Let me start by saying I have known Sherry Rayn Barnett for more years than either she or I would like to admit. I met her when she first settled in Los Angeles and was busy setting up shop and doing what needed to be done in order to accommodate certain necessities like food, rent and film. She was delivering sandwiches to offices up and down Sunset Boulevard – dropping off healthy food accompanied by an infectious grin. I was struggling to make my own ends meet while trying to establish a career somewhere between Music, Film and Words and it was Sherry who kept me alive while I tripped, stumbled and opened a few doors in my own somewhat chaotic world.
It wasn’t until I landed one of my first writing gigs that I found out what Sherry actually did. Seeing this rather diminutive young woman with wild mop of hair, same infectious grin and a Nikon slung around her neck one night at The Troubadour, racing back and forth between the audience and the stage as Linda Ronstadt played to a packed and dazzled house.
Seeing the finished work weeks later in a published story, the thing that struck me was the remarkable celebration of artist-as-human-being Sherry had packed into each frame she shot. This was the part where “the gift” came in.

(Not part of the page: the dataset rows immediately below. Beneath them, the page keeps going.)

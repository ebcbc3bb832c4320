//! Framebuffer and style types for terminal rendering.

/// 24-bit RGB color.
#[derive(Debug, Clone, Copy, PartialEq, Eq, Default)]
pub struct Rgb {
    pub r: u8,
    pub g: u8,
    pub b: u8,
}

impl Rgb {
    pub const fn new(r: u8, g: u8, b: u8) -> Self {
        Self { r, g, b }
    }
}

/// Minimal per-cell styling.
#[derive(Debug, Clone, Copy, PartialEq, Eq)]
pub struct CellStyle {
    pub fg: Rgb,
    pub bg: Rgb,
    pub bold: bool,
    pub dim: bool,
}

impl CellStyle {
    pub const fn new(fg: Rgb, bg: Rgb) -> Self {
        Self {
            fg,
            bg,
            bold: false,
            dim: false,
        }
    }

    pub const fn bold(self) -> Self {
        Self { bold: true, ..self }
    }

    pub const fn dim(self) -> Self {
        Self { dim: true, ..self }
    }

    pub fn cell(self, ch: char) -> Cell {
        Cell { ch, style: self }
    }
}

impl Default for CellStyle {
    fn default() -> Self {
        Self::new(Rgb::new(220, 220, 220), Rgb::new(0, 0, 0))
    }
}

/// A single terminal cell.
#[derive(Debug, Clone, Copy, PartialEq, Eq)]
pub struct Cell {
    pub ch: char,
    pub style: CellStyle,
}

impl Default for Cell {
    fn default() -> Self {
        CellStyle::default().cell(' ')
    }
}

/// 2D framebuffer of styled character cells.
#[derive(Debug, Clone, PartialEq, Eq)]
pub struct FrameBuffer {
    width: u16,
    height: u16,
    cells: Vec<Cell>,
}

impl FrameBuffer {
    pub fn new(width: u16, height: u16) -> Self {
        let len = (width as usize) * (height as usize);
        Self {
            width,
            height,
            cells: vec![Cell::default(); len],
        }
    }

    pub fn width(&self) -> u16 {
        self.width
    }

    pub fn height(&self) -> u16 {
        self.height
    }

    /// Resize, keeping the allocation when possible.
    pub fn resize(&mut self, width: u16, height: u16) {
        if self.width == width && self.height == height {
            return;
        }
        self.width = width;
        self.height = height;
        let len = (width as usize) * (height as usize);
        self.cells.resize(len, Cell::default());
    }

    pub fn cells(&self) -> &[Cell] {
        &self.cells
    }

    #[inline(always)]
    fn idx(&self, x: u16, y: u16) -> Option<usize> {
        if x >= self.width || y >= self.height {
            return None;
        }
        Some((y as usize) * (self.width as usize) + (x as usize))
    }

    pub fn get(&self, x: u16, y: u16) -> Option<Cell> {
        self.idx(x, y).map(|i| self.cells[i])
    }

    /// Out-of-bounds writes are dropped.
    pub fn set(&mut self, x: u16, y: u16, cell: Cell) {
        if let Some(i) = self.idx(x, y) {
            self.cells[i] = cell;
        }
    }

    pub fn clear(&mut self, cell: Cell) {
        self.cells.fill(cell);
    }

    pub fn put_char(&mut self, x: u16, y: u16, ch: char, style: CellStyle) {
        self.set(x, y, style.cell(ch));
    }

    /// Write `s` left to right, clipped at the right edge. Returns the column
    /// after the last character written.
    pub fn put_str(&mut self, x: u16, y: u16, s: &str, style: CellStyle) -> u16 {
        let mut cx = x;
        for ch in s.chars() {
            if cx >= self.width {
                break;
            }
            self.put_char(cx, y, ch, style);
            cx += 1;
        }
        cx
    }

    pub fn put_u32(&mut self, x: u16, y: u16, value: u32, style: CellStyle) -> u16 {
        self.put_str(x, y, &value.to_string(), style)
    }

    /// `value` zero-padded to `width` digits
    pub fn put_u32_padded(
        &mut self,
        x: u16,
        y: u16,
        value: u32,
        width: usize,
        style: CellStyle,
    ) -> u16 {
        self.put_str(x, y, &format!("{:0width$}", value, width = width), style)
    }

    pub fn fill_rect(&mut self, x: u16, y: u16, w: u16, h: u16, ch: char, style: CellStyle) {
        for dy in 0..h {
            for dx in 0..w {
                self.put_char(x.saturating_add(dx), y.saturating_add(dy), ch, style);
            }
        }
    }

    /// Contents of row `y` as a string (for tests and text dumps)
    pub fn row_string(&self, y: u16) -> String {
        (0..self.width)
            .filter_map(|x| self.get(x, y))
            .map(|c| c.ch)
            .collect()
    }

    /// Whole buffer as newline-separated rows
    pub fn to_text(&self) -> String {
        let rows: Vec<String> = (0..self.height).map(|y| self.row_string(y)).collect();
        rows.join("\n")
    }
}

#[cfg(test)]
mod tests {
    use super::*;

    #[test]
    fn test_put_str_clips_at_right_edge() {
        let mut fb = FrameBuffer::new(4, 1);
        let end = fb.put_str(2, 0, "abc", CellStyle::default());
        assert_eq!(end, 4);
        assert_eq!(fb.row_string(0), "  ab");
    }

    #[test]
    fn test_put_u32_padded() {
        let mut fb = FrameBuffer::new(12, 1);
        fb.put_u32_padded(0, 0, 1234, 10, CellStyle::default());
        assert_eq!(fb.row_string(0), "0000001234  ");
    }

    #[test]
    fn test_resize_keeps_cells_addressable() {
        let mut fb = FrameBuffer::new(2, 2);
        fb.resize(3, 1);
        assert_eq!(fb.cells().len(), 3);
        assert!(fb.get(2, 0).is_some());
        assert!(fb.get(0, 1).is_none());
    }
}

Anybody can buy a camera and start shooting photos – a lot of people spend time taking classes, hanging out at camera stores, investigating techniques, reading how-to books. Many of those people transition over to “professional” and they have a technical proficiency that most likely nets them a reasonable if not handsome living. But there are those few who can take a seemingly random moment and turn it into a magical experience. That nano-second between eye and shutter that captures the true emotional spirit of the subject – the unguarded moment, the humanity of the artist – that essence that can’t be learned or purchased; that’s “the gift”. You’d be surprised at just how rare that quality is after wading through thousands of photos.
And for all the gigs and interviews, concerts and festivals I saw Sherry working over these past few decades, every one of those had a heart attached. She loves music – more than that, she likes people – you can tell, no matter what she may think or tell you, it’s there in the frame. Shutters and f-stops don’t lie.
So Eye of The Music is a celebration of more than that. More than just a chronicle of a truly pivotal era in music, it’s an exploration into the heart of music and the creative experience.
Friendships aside, this is an essential book – one I am thrilled to share on the shelf with Henri Cartier-Bresson and Mary Ellen Mark (no pressure Sherry – you’ve already done the work anyway).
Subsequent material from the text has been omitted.